BEGIN Records supplied
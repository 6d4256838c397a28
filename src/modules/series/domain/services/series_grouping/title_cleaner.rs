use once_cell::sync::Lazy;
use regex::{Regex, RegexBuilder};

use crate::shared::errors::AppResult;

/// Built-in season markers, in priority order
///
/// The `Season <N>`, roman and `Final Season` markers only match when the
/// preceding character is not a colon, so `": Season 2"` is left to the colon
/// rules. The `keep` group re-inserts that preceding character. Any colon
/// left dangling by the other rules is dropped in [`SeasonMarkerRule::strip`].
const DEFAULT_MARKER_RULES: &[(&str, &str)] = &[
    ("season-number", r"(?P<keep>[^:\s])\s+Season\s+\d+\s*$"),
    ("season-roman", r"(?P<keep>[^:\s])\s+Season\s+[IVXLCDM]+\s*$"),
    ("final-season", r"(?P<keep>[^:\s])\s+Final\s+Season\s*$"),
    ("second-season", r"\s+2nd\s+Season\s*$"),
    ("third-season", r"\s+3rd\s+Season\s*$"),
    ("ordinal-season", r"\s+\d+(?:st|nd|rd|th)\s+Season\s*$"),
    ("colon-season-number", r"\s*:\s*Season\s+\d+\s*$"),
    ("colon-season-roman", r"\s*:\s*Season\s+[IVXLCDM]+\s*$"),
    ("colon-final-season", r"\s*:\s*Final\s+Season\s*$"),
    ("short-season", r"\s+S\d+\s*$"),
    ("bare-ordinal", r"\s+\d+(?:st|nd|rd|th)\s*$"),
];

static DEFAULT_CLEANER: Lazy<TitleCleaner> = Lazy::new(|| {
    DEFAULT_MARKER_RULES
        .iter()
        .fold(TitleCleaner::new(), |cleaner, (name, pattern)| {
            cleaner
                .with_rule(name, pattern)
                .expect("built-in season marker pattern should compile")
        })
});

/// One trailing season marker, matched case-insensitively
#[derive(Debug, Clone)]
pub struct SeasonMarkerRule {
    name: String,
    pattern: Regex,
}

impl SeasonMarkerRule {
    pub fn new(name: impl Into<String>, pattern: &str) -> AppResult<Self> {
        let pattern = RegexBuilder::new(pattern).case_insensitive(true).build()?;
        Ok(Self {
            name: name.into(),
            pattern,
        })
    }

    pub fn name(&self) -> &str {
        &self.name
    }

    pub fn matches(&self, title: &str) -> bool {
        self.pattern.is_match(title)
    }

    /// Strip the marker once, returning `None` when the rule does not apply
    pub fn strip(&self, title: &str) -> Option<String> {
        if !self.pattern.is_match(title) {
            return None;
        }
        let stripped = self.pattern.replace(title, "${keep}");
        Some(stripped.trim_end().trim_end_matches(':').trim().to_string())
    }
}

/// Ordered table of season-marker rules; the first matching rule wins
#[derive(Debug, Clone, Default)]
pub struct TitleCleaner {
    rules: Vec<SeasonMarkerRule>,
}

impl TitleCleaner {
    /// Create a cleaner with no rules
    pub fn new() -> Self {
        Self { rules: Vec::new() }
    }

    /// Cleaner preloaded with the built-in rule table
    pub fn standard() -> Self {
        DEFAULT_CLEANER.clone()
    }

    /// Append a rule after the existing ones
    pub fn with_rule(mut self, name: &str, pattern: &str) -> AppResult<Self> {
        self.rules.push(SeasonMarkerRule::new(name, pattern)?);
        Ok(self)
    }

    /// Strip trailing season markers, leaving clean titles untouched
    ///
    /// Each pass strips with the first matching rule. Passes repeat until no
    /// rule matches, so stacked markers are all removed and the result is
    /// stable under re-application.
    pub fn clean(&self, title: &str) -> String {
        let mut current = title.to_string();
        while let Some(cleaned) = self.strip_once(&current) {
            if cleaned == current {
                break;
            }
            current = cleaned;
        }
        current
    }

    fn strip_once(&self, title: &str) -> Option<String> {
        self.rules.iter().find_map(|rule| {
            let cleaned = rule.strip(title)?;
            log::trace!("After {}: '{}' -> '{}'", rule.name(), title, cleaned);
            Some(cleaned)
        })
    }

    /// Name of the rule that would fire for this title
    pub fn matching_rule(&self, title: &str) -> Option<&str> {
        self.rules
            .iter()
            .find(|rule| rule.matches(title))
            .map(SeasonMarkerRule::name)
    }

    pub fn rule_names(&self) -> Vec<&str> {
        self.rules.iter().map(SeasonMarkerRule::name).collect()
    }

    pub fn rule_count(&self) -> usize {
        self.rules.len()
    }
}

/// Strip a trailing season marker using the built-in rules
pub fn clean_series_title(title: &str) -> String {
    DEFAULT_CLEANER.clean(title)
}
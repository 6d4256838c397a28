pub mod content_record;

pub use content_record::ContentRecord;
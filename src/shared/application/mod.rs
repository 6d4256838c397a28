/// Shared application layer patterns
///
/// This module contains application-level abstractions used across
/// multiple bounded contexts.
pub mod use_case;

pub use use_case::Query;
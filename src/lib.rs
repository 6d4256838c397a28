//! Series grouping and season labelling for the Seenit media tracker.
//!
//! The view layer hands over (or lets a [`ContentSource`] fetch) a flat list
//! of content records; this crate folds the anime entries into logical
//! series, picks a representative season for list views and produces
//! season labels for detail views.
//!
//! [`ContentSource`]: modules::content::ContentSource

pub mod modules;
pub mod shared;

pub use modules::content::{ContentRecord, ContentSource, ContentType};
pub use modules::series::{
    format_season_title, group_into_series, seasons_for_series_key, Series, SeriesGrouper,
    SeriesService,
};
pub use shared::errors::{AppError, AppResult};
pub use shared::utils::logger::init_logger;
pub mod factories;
END Records supplied
BEGIN Records supplied
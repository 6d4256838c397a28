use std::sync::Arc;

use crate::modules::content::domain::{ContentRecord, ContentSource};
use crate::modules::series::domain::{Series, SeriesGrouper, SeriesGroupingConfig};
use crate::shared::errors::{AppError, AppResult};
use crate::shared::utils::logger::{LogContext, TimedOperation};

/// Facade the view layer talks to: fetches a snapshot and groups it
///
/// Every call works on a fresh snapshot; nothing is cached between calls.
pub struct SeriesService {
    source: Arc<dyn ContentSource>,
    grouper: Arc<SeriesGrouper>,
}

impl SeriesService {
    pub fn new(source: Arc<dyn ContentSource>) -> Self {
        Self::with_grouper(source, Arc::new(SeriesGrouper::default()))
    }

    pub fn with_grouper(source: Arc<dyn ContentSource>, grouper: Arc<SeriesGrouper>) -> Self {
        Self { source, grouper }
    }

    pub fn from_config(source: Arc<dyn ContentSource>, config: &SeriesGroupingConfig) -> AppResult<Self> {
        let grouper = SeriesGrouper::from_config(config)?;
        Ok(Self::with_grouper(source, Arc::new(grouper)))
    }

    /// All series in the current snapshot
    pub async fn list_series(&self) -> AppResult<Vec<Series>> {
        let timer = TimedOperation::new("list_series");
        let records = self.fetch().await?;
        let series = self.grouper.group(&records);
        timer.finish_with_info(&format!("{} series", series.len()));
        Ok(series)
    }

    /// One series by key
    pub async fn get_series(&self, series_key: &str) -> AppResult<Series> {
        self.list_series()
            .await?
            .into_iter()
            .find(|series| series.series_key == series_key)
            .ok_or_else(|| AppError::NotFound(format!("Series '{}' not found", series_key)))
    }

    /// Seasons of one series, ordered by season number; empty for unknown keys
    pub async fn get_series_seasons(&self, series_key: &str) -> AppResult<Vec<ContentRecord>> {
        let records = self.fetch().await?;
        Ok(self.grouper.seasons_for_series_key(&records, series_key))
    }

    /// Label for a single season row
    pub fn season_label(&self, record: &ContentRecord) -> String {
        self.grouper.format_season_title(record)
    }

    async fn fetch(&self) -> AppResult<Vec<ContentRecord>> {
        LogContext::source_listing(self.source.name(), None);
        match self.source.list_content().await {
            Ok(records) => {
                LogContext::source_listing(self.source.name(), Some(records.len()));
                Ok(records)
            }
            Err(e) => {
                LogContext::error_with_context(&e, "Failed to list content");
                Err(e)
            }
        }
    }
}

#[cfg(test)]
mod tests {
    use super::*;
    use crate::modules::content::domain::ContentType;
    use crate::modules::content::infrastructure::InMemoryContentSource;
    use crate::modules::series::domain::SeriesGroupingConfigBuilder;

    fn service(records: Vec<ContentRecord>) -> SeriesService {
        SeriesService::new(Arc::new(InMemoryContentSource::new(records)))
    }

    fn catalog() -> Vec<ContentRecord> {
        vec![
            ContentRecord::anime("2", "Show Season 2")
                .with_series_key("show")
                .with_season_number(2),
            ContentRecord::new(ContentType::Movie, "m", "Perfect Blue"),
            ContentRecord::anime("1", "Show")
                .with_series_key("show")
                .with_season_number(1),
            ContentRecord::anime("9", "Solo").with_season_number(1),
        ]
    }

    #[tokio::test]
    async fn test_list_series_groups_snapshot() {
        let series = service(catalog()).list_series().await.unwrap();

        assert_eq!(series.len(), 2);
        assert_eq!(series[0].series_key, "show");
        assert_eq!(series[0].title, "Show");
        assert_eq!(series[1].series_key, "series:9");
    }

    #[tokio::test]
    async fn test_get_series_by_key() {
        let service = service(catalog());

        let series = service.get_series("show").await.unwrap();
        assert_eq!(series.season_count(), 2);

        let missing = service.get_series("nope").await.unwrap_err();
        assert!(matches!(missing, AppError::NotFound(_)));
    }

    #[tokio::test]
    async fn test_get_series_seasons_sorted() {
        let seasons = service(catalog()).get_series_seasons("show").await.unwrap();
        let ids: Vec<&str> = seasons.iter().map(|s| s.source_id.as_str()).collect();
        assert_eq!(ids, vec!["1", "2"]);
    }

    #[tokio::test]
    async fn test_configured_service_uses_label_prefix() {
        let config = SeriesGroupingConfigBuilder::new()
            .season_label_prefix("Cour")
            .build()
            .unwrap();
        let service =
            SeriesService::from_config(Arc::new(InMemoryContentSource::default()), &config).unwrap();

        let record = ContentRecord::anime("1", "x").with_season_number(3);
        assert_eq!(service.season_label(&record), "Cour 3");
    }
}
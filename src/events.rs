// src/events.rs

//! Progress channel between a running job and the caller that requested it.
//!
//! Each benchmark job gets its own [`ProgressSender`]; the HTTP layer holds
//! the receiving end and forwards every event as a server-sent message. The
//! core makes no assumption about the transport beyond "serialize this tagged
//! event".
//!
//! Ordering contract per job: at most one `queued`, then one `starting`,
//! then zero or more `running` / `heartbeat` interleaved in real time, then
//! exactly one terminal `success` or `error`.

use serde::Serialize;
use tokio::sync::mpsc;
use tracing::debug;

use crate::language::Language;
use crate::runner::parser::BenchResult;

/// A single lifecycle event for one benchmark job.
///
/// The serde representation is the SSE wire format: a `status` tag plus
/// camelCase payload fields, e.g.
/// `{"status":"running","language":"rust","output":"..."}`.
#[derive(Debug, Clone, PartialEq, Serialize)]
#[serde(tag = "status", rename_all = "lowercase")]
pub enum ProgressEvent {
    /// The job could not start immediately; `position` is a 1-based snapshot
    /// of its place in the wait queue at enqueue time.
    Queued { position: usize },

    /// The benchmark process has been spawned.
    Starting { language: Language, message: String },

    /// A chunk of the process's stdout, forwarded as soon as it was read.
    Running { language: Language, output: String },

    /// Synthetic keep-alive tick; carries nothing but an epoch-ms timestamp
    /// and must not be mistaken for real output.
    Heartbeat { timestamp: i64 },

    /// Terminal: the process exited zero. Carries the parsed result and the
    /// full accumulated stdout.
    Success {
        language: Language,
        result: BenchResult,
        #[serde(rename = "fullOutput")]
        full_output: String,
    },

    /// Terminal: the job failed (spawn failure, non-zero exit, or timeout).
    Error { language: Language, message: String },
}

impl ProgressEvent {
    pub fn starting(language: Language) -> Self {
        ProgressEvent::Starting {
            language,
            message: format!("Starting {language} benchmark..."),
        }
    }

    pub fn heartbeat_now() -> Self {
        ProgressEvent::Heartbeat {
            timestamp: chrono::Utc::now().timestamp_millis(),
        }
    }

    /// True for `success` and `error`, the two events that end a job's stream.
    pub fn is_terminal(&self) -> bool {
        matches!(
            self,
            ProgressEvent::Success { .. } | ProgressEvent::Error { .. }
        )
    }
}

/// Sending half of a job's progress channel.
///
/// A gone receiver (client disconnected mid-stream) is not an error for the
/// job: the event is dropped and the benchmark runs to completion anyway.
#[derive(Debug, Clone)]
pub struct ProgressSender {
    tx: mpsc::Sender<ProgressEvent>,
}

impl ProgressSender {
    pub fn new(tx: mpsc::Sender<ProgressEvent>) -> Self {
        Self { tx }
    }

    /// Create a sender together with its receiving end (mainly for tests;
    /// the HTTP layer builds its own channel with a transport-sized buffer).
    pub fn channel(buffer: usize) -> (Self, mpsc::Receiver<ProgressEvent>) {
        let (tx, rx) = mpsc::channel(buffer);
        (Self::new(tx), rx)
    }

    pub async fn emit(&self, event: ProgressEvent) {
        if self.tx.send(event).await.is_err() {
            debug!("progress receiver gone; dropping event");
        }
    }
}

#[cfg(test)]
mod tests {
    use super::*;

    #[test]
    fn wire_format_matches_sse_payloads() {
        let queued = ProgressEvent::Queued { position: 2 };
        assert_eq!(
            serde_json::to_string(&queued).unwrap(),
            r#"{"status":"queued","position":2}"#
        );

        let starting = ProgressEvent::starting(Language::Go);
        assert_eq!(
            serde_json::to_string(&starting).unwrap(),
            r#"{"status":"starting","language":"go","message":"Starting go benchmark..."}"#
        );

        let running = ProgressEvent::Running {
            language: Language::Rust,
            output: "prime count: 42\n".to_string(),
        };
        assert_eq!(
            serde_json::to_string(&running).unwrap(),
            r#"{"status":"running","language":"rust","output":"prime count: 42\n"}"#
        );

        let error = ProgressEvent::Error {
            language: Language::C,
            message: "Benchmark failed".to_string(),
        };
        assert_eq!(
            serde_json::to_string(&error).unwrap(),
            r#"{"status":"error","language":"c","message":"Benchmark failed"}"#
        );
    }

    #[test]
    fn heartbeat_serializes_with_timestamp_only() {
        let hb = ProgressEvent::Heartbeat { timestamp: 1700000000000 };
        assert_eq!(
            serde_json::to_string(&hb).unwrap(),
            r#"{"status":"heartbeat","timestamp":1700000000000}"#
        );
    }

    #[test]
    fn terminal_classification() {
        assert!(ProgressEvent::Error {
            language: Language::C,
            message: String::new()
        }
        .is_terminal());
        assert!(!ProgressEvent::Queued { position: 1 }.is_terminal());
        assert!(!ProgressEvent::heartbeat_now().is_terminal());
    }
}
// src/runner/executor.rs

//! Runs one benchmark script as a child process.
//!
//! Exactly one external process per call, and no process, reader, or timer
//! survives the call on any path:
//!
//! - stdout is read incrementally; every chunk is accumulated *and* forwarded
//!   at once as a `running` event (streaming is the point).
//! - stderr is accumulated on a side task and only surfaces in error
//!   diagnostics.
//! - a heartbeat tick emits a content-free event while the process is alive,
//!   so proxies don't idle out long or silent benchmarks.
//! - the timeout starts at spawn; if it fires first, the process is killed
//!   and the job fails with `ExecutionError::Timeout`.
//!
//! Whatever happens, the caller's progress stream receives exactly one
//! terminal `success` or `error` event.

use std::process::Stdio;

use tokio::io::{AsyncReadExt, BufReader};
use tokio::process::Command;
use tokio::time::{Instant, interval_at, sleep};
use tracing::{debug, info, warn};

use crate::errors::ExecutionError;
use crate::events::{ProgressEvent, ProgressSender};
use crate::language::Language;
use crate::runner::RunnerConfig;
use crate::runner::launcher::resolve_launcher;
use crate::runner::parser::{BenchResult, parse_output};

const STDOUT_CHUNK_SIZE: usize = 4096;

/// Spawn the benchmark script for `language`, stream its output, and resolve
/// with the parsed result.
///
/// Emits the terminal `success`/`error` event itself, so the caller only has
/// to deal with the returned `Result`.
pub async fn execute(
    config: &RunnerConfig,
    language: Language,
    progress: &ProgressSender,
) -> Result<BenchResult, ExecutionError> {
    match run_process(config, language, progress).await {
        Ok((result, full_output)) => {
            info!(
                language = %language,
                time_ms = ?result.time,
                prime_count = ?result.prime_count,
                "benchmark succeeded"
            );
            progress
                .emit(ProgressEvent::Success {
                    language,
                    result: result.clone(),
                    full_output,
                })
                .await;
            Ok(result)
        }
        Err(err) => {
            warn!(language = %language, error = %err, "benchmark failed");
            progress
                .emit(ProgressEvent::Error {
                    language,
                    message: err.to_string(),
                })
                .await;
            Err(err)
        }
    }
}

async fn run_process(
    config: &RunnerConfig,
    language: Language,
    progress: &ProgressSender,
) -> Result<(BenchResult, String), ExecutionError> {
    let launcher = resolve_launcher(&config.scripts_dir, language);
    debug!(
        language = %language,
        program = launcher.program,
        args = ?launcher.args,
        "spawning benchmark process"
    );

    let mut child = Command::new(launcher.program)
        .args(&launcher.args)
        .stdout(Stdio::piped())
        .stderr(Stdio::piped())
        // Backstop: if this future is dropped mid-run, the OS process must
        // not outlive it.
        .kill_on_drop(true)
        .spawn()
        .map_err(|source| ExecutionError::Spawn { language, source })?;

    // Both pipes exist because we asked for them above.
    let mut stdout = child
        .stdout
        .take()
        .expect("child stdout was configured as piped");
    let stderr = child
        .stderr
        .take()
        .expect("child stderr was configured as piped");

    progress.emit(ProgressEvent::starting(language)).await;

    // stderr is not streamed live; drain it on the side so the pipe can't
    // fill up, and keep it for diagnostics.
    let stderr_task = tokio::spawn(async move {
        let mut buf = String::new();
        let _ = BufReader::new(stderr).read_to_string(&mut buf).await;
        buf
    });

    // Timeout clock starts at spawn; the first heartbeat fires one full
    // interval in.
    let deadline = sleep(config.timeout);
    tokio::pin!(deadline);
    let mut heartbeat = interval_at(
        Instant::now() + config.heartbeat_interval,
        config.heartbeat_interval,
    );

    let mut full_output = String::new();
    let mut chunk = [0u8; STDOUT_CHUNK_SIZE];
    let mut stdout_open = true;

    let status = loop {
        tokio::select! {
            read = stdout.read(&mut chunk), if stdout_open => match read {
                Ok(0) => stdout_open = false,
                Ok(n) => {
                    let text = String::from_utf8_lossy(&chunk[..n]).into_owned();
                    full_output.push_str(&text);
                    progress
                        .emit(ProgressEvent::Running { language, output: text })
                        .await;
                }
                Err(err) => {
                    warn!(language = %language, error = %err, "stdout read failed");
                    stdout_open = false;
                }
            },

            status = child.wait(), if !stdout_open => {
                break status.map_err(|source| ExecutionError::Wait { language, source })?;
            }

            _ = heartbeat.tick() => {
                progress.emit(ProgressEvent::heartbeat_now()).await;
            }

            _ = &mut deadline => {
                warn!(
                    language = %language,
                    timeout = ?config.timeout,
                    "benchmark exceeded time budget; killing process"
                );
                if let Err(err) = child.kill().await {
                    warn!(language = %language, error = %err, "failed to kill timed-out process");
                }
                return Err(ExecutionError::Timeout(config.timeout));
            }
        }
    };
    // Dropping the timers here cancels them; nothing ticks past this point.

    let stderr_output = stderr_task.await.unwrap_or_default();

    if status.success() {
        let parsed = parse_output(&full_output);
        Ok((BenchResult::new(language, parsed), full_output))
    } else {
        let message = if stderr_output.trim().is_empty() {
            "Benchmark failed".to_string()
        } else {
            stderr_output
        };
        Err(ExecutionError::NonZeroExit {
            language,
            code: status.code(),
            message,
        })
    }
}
END Records supplied
Scan the records above and report every line with the string "IVXLCDM".

* Answer space *
    ("season-roman", r"(?P<keep>[^:\s])\s+Season\s+[IVXLCDM]+\s*$"),
    ("colon-season-roman", r"\s*:\s*Season\s+[IVXLCDM]+\s*$"),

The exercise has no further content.